Proponents of life-cycle models argue that there is a link between the variation in MNC HRM
policies and practices and either the product life cycles in companies or the organizational life
cycle in these organizations. For Adler and Ghadar (1990, 1993) the different internationalization
strategies of an MNC and the corresponding HRM strategies (expressed by different degrees
of integration and differentiation of practice) are related to internationalization phases dependent
on the organization's product life cycles with a "fit" required between the HRM system and these
cycles. Milliman et aI. (1991) extended the model by Adler and Ghadar (1990) principally by looking
at organizational life cycles rather than product life cycles. They argued that product life cycles
are difficult to apply to MNCs because in many sectors (for example, high technology industries)

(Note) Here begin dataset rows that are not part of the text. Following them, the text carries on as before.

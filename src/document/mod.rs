//! Existing .travis.yml documents
//!
//! A document is the ordered list of top-level sections found in a
//! previously generated (and possibly hand-edited) `.travis.yml`. Section
//! bodies are kept as raw text so that comments and layout survive a
//! regeneration untouched.

mod parser;

pub use parser::{parse, read};

/// Errors raised while loading an existing document
#[derive(Debug, thiserror::Error)]
pub enum DocumentError {
    #[error("Failed to read '{path}': {source}")]
    Io {
        path: String,
        #[source]
        source: std::io::Error,
    },

    #[error("Invalid YAML in existing document: {0}")]
    Parse(String),
}

/// A top-level section of a document
#[derive(Debug, Clone, PartialEq, Eq)]
pub struct Section {
    /// Key of the section (e.g. `env`)
    pub name: String,

    /// Everything after `name:` up to the next top-level key, verbatim
    pub raw: String,
}

impl Section {
    pub fn new(name: impl Into<String>, raw: impl Into<String>) -> Self {
        Self {
            name: name.into(),
            raw: raw.into(),
        }
    }

    /// Body with the surrounding whitespace removed
    pub fn content(&self) -> &str {
        self.raw.trim()
    }

    /// True if the body holds nothing but whitespace
    pub fn is_blank(&self) -> bool {
        self.content().is_empty()
    }

    /// The section as it appeared in the source, `name:` included
    pub fn to_source(&self) -> String {
        format!("{}:{}", yaml_key(&self.name), self.raw)
    }
}

/// `name` as a key line spells it, quoted unless it is a simple word
fn yaml_key(name: &str) -> String {
    let simple = name.starts_with(|c: char| c.is_ascii_alphanumeric() || c == '_')
        && name
            .chars()
            .all(|c| c.is_ascii_alphanumeric() || matches!(c, '_' | '-' | '.' | '/'));
    if simple {
        return name.to_string();
    }

    let escaped = name
        .replace('\\', "\\\\")
        .replace('"', "\\\"")
        .replace('\n', "\\n")
        .replace('\t', "\\t");
    format!("\"{}\"", escaped)
}

/// An existing document, read-only once parsed
#[derive(Debug, Clone, Default, PartialEq, Eq)]
pub struct Document {
    sections: Vec<Section>,

    /// SHA-256 of the file the document was read from
    digest: Option<String>,
}

impl Document {
    /// The document used when no previous file exists
    pub fn empty() -> Self {
        Self::default()
    }

    pub fn from_sections(sections: Vec<Section>) -> Self {
        Self {
            sections,
            digest: None,
        }
    }

    pub fn with_digest(mut self, digest: impl Into<String>) -> Self {
        self.digest = Some(digest.into());
        self
    }

    pub fn digest(&self) -> Option<&str> {
        self.digest.as_deref()
    }

    pub fn is_empty(&self) -> bool {
        self.sections.is_empty()
    }

    pub fn len(&self) -> usize {
        self.sections.len()
    }

    /// Sections in the order they were encountered
    pub fn sections(&self) -> &[Section] {
        &self.sections
    }

    pub fn get(&self, name: &str) -> Option<&Section> {
        self.sections.iter().find(|s| s.name == name)
    }

    pub fn contains(&self, name: &str) -> bool {
        self.get(name).is_some()
    }

    pub fn names(&self) -> Vec<&str> {
        self.sections.iter().map(|s| s.name.as_str()).collect()
    }
}

#[cfg(test)]
mod tests {
    use super::*;

    #[test]
    fn test_section_content_trims_layout() {
        let section = Section::new("env", "\n  global:\n    - PRESERVED=1\n\n");
        assert_eq!(section.content(), "global:\n    - PRESERVED=1");
        assert!(!section.is_blank());
    }

    #[test]
    fn test_blank_section() {
        let section = Section::new("env", "\n   \n");
        assert!(section.is_blank());
    }

    #[test]
    fn test_to_source() {
        let section = Section::new("language", " php\n");
        assert_eq!(section.to_source(), "language: php\n");
    }

    #[test]
    fn test_to_source_quotes_unusual_keys() {
        assert_eq!(Section::new("a b", " 1\n").to_source(), "\"a b\": 1\n");
        assert_eq!(Section::new("x: \"y\"", " 1\n").to_source(), "\"x: \\\"y\\\"\": 1\n");
        assert_eq!(Section::new("before_install", " 1\n").to_source(), "before_install: 1\n");
    }

    #[test]
    fn test_lookup_keeps_order() {
        let doc = Document::from_sections(vec![
            Section::new("b", " 1\n"),
            Section::new("a", " 2\n"),
        ]);

        assert_eq!(doc.names(), vec!["b", "a"]);
        assert_eq!(doc.get("a").unwrap().raw, " 2\n");
        assert!(!doc.contains("c"));
        assert_eq!(doc.len(), 2);
    }
}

products have a short life cycle and in any event typically MNCs have multiple products each at
different stages of their life cycle. Drawing upon work by Miller and Friesen (1980,1984) that differentiates
between four stages of organizational development (birth, growth, maturity, and revival)
they outlined phases of organization initiation, functional growth, controlled growth, and strategic
integration. In each of these organizational development stages different levels of external fit
(between HRM activities and the MNC business context) and internal fit (between the different
HRM functional areas) are necessary. Consequently human resource flexibility becomes central to
effective internationalization, and is dependent upon the capacity of HRM to facilitate the ability
of the organization to adapt to changing demands both from within the MNC or the MNC's context
both effectively and in a timely manner (Milliman et aI., 1991).